A High Court of the Federal Capital Territory (FCT) in Maitama, Abuja has dismissed a N500 million suit brought against former Peoples Democratic Party (PDP) spokesman, Olisa Metuh, his wife, Kanayo and one of their security aides, Oche Gambo.
In a judgment on Thursday, Justice Folashade Ojo held that the plaintiffs – the management of an Abuja-based private school – British Nigerian Academy (formerly attended by Metuh’s son, Derrick) and two of its staff – Kola Pele (Vice Principal) and Hamzat Maftau (a teacher) failed to prove their case against the defendants.
The plaintiffs had sued Metuh and others for allegedly forcing themselves into the school premises on February 19, 2011 and assaulting two of the school’s staff, who confiscated Derrick’s mobile telephone.
The plaintiffs, in the suit, marked: FCT/HC/CV/4248/2011 stated that Metuh’s wife and son visited her (Metuh’s wife’s) nephew, Kamsi Aghaji (a student) when an official of the school, Miss. Amauche Igbe, who saw Derrick giving his phone to some students in the boys’ hostel, in violation of school rules (that no phone allowed in hostels) seized the phone.
They further stated that, on being unable to secure the release of her son’s phone, Kanayo invited her husband, who alleged stormed the school premises with armed policemen and allegedly assaulted Pele and Maftau for refusing to release his(Metuh’s) son’s phone.
The plaintiffs prayed the court to declare among others, that the actions of the defendants on February 19, 2011, at the school amounted to trespass and unlawful entry to the plaintiffs’ school premises.
The urged the court to award N500million damages against the defendants (N150m in special and general damages for assault, harassment, intimidation, mental pain, severe humiliation and injury to the person and personal integrity of Pele and Maftau; N100m for exemplary damages for trespass and unlawful entry into the school premises and N250m aggravated damages for grave injury caused to the commercial reputation and protective integrity of the school.

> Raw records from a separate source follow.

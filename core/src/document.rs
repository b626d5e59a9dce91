#![deny(missing_docs)]

//! # OpenAPI Document Model
//!
//! The minimal slice of an OpenAPI 3.0 document the builder produces: `info`,
//! one path, one operation and its responses.
//!
//! Every map is an `IndexMap`, so serialization reproduces insertion order.
//! Identical sub-schemas are separate owned values and are always emitted in
//! full; YAML output never contains anchors or aliases.

use crate::error::{AppError, AppResult};
use crate::schema::SchemaNode;
use indexmap::IndexMap;
use serde::Serialize;
use std::fmt::Display;
use std::str::FromStr;

/// The OpenAPI version written to generated documents.
pub const OPENAPI_VERSION: &str = "3.0.0";

/// The placeholder `info.title`.
pub const DEFAULT_TITLE: &str = "Generated by inducoapi";

/// The placeholder `info.version`.
pub const DEFAULT_API_VERSION: &str = "v1";

/// The HTTP methods an operation can be generated for.
#[derive(Debug, Clone, Copy, PartialEq, Eq, Hash)]
pub enum HttpMethod {
    /// GET
    Get,
    /// POST
    Post,
    /// PUT
    Put,
    /// PATCH
    Patch,
    /// DELETE
    Delete,
}

impl HttpMethod {
    /// All supported methods.
    pub const ALL: [HttpMethod; 5] = [
        HttpMethod::Get,
        HttpMethod::Post,
        HttpMethod::Put,
        HttpMethod::Patch,
        HttpMethod::Delete,
    ];

    /// The lower-case key used inside a Path Item Object.
    pub fn as_key(&self) -> &'static str {
        match self {
            HttpMethod::Get => "get",
            HttpMethod::Post => "post",
            HttpMethod::Put => "put",
            HttpMethod::Patch => "patch",
            HttpMethod::Delete => "delete",
        }
    }
}

impl Display for HttpMethod {
    fn fmt(&self, f: &mut std::fmt::Formatter<'_>) -> std::fmt::Result {
        write!(f, "{}", self.as_key().to_ascii_uppercase())
    }
}

impl FromStr for HttpMethod {
    type Err = AppError;

    fn from_str(s: &str) -> Result<Self, Self::Err> {
        HttpMethod::ALL
            .into_iter()
            .find(|m| m.as_key().eq_ignore_ascii_case(s))
            .ok_or_else(|| {
                AppError::General(format!(
                    "Unsupported HTTP method '{}' (expected one of GET, POST, PUT, PATCH, DELETE)",
                    s
                ))
            })
    }
}

/// The Info Object.
#[derive(Debug, Clone, PartialEq, Serialize)]
pub struct DocumentInfo {
    /// API title.
    pub title: String,
    /// API document version.
    pub version: String,
}

impl Default for DocumentInfo {
    fn default() -> Self {
        Self {
            title: DEFAULT_TITLE.to_string(),
            version: DEFAULT_API_VERSION.to_string(),
        }
    }
}

/// A Media Type Object.
#[derive(Debug, Clone, PartialEq, Serialize)]
pub struct MediaTypeObject {
    /// Payload schema.
    pub schema: SchemaNode,
}

/// Content keyed by media type.
pub type Content = IndexMap<String, MediaTypeObject>;

/// Builds a single-entry content map.
pub fn content_for(media_type: &str, schema: SchemaNode) -> Content {
    let mut content = IndexMap::new();
    content.insert(media_type.to_string(), MediaTypeObject { schema });
    content
}

/// A Request Body Object.
#[derive(Debug, Clone, PartialEq, Serialize)]
pub struct RequestBody {
    /// Payload content.
    pub content: Content,
}

/// A Response Object.
#[derive(Debug, Clone, Default, PartialEq, Serialize)]
pub struct Response {
    /// Required by OpenAPI; generated responses leave it empty.
    pub description: String,
    /// Payload content, when a response example was supplied.
    #[serde(skip_serializing_if = "Option::is_none")]
    pub content: Option<Content>,
}

/// An Operation Object.
#[derive(Debug, Clone, Default, PartialEq, Serialize)]
pub struct Operation {
    /// Request payload, when a request example was supplied.
    #[serde(rename = "requestBody", skip_serializing_if = "Option::is_none")]
    pub request_body: Option<RequestBody>,
    /// Responses keyed by status code string.
    pub responses: IndexMap<String, Response>,
}

/// A Path Item Object: operations keyed by lower-case method.
pub type PathItem = IndexMap<String, Operation>;

/// The root OpenAPI Object.
#[derive(Debug, Clone, PartialEq, Serialize)]
pub struct OpenApiDocument {
    /// OpenAPI version string.
    pub openapi: String,
    /// API metadata.
    pub info: DocumentInfo,
    /// Paths keyed by path template.
    pub paths: IndexMap<String, PathItem>,
}

impl OpenApiDocument {
    /// Creates a document with one path holding one operation.
    pub fn single_operation(
        info: DocumentInfo,
        path: &str,
        method: HttpMethod,
        operation: Operation,
    ) -> Self {
        let mut item = PathItem::new();
        item.insert(method.as_key().to_string(), operation);
        let mut paths = IndexMap::new();
        paths.insert(path.to_string(), item);
        Self {
            openapi: OPENAPI_VERSION.to_string(),
            info,
            paths,
        }
    }

    /// Looks up an operation.
    pub fn operation(&self, path: &str, method: HttpMethod) -> Option<&Operation> {
        self.paths.get(path)?.get(method.as_key())
    }

    /// Mutable operation lookup.
    pub fn operation_mut(&mut self, path: &str, method: HttpMethod) -> Option<&mut Operation> {
        self.paths.get_mut(path)?.get_mut(method.as_key())
    }

    /// Converts the document into an ordered JSON value.
    pub fn to_value(&self) -> AppResult<serde_json::Value> {
        serde_json::to_value(self).map_err(|e| AppError::Serialization(e.to_string()))
    }

    /// Renders the document as YAML with 2-space indentation.
    pub fn to_yaml(&self) -> AppResult<String> {
        serde_yaml::to_string(self).map_err(|e| AppError::Serialization(e.to_string()))
    }

    /// Renders the document as pretty-printed JSON.
    pub fn to_json(&self) -> AppResult<String> {
        serde_json::to_string_pretty(self).map_err(|e| AppError::Serialization(e.to_string()))
    }
}

#[cfg(test)]
mod tests {
    use super::*;
    use crate::schema::SchemaType;
    use pretty_assertions::assert_eq;
    use serde_json::json;

    fn skeleton() -> OpenApiDocument {
        let mut operation = Operation::default();
        operation
            .responses
            .insert("200".to_string(), Response::default());
        OpenApiDocument::single_operation(
            DocumentInfo::default(),
            "/employees",
            HttpMethod::Get,
            operation,
        )
    }

    #[test]
    fn test_method_parsing_is_case_insensitive() {
        assert_eq!("get".parse::<HttpMethod>().unwrap(), HttpMethod::Get);
        assert_eq!("DELETE".parse::<HttpMethod>().unwrap(), HttpMethod::Delete);
        assert_eq!("Patch".parse::<HttpMethod>().unwrap(), HttpMethod::Patch);
        assert!("TRACE".parse::<HttpMethod>().is_err());
        assert_eq!(HttpMethod::Post.to_string(), "POST");
    }

    #[test]
    fn test_skeleton_value() {
        assert_eq!(
            skeleton().to_value().unwrap(),
            json!({
                "openapi": "3.0.0",
                "info": {"title": "Generated by inducoapi", "version": "v1"},
                "paths": {
                    "/employees": {
                        "get": {"responses": {"200": {"description": ""}}}
                    }
                }
            })
        );
    }

    #[test]
    fn test_request_body_precedes_responses() {
        let mut doc = skeleton();
        let op = doc.operation_mut("/employees", HttpMethod::Get).unwrap();
        op.request_body = Some(RequestBody {
            content: content_for("application/json", SchemaNode::leaf(SchemaType::String)),
        });
        let value = doc.to_value().unwrap();
        let keys: Vec<&String> = value["paths"]["/employees"]["get"]
            .as_object()
            .unwrap()
            .keys()
            .collect();
        assert_eq!(keys, vec!["requestBody", "responses"]);
    }

    #[test]
    fn test_yaml_rendering() {
        let expected = "\
openapi: 3.0.0
info:
  title: Generated by inducoapi
  version: v1
paths:
  /employees:
    get:
      responses:
        '200':
          description: ''
";
        assert_eq!(skeleton().to_yaml().unwrap(), expected);
    }

    #[test]
    fn test_repeated_schemas_have_no_aliases() {
        let mut doc = skeleton();
        let schema = SchemaNode::leaf(SchemaType::Integer);
        let op = doc.operation_mut("/employees", HttpMethod::Get).unwrap();
        op.request_body = Some(RequestBody {
            content: content_for("application/json", schema.clone()),
        });
        op.responses["200"].content = Some(content_for("application/json", schema));
        let yaml = doc.to_yaml().unwrap();
        assert!(!yaml.contains('&'));
        assert!(!yaml.contains('*'));
        assert_eq!(yaml.matches("type: integer").count(), 2);
    }
}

After analysing all evidence led by parties at trial, Justice Ojo resolved the three issues identified for determination against the plaintiffs. She noted that the failed to provide sufficient evidence to prove their case.
On whether the presence of the defendants in the school premises on the day of the incident was unlawful, as claimed by the plaintiffs, the judge noted that the plaintiffs, even though pleaded the school’s newsletter (which they claimed contained notices of students’ relatives’ visiting days) they neglected to tender it in evidence.
Justice Ojo held that the only inference one could draw from plaintiff’s failure to tender the newsletter, which was necessary to prove their claim of trespass, was because its content did not support their case.
The judge held that the plaintiffs could not prove that the defendants were in the school premises, on the day of the incident, unlawfully as the plaintiffs failed to prove that claim.
In holding that the plaintiffs failed to also establish their claim of assault, the judge noted that even where it was the plaintiff’s case that the incident of assault occurred in the presence of some school staff, students and their parents, the plaintiffs failed to call some of those, who they claimed witnessed the incident.
“It was a staff of the 1st plaintiff (Miss. Amauche Igbe) that seized the phone from the 2nd defendant and handed over same to the 2nd plaintiff. The saidMiss. Amauche Igbe did not testify in this case and no reason was given for her failure to testify.
“In the face of the denial of the plaintiffs’ case by the defendants, I am of the view that the failure of the plaintiffs to call any other witnesses is fatal to their case. The plaintiffs’ evidence is that other people were present when the assault took place. The people include the staff and students of the school.
“In the present circumstance, I am of the view that the plaintiffs have failed to prove, by the preponderance of evidence that they were assaulted by the defendants on the day in question,” the judge said.
She added that having held that the plaintiffs could not establish trespass against the defendants their prayers for injunctions and damages cannot be granted.
“The alleged misconduct of the defendants, which allegedly brought pains, harassment, etc to the plaintiffs has not been proved. In conclusion, I find that the plaintiffs have failed to prove their case against the defendants and same is dismissed in its entirety,” Justice Ojo said.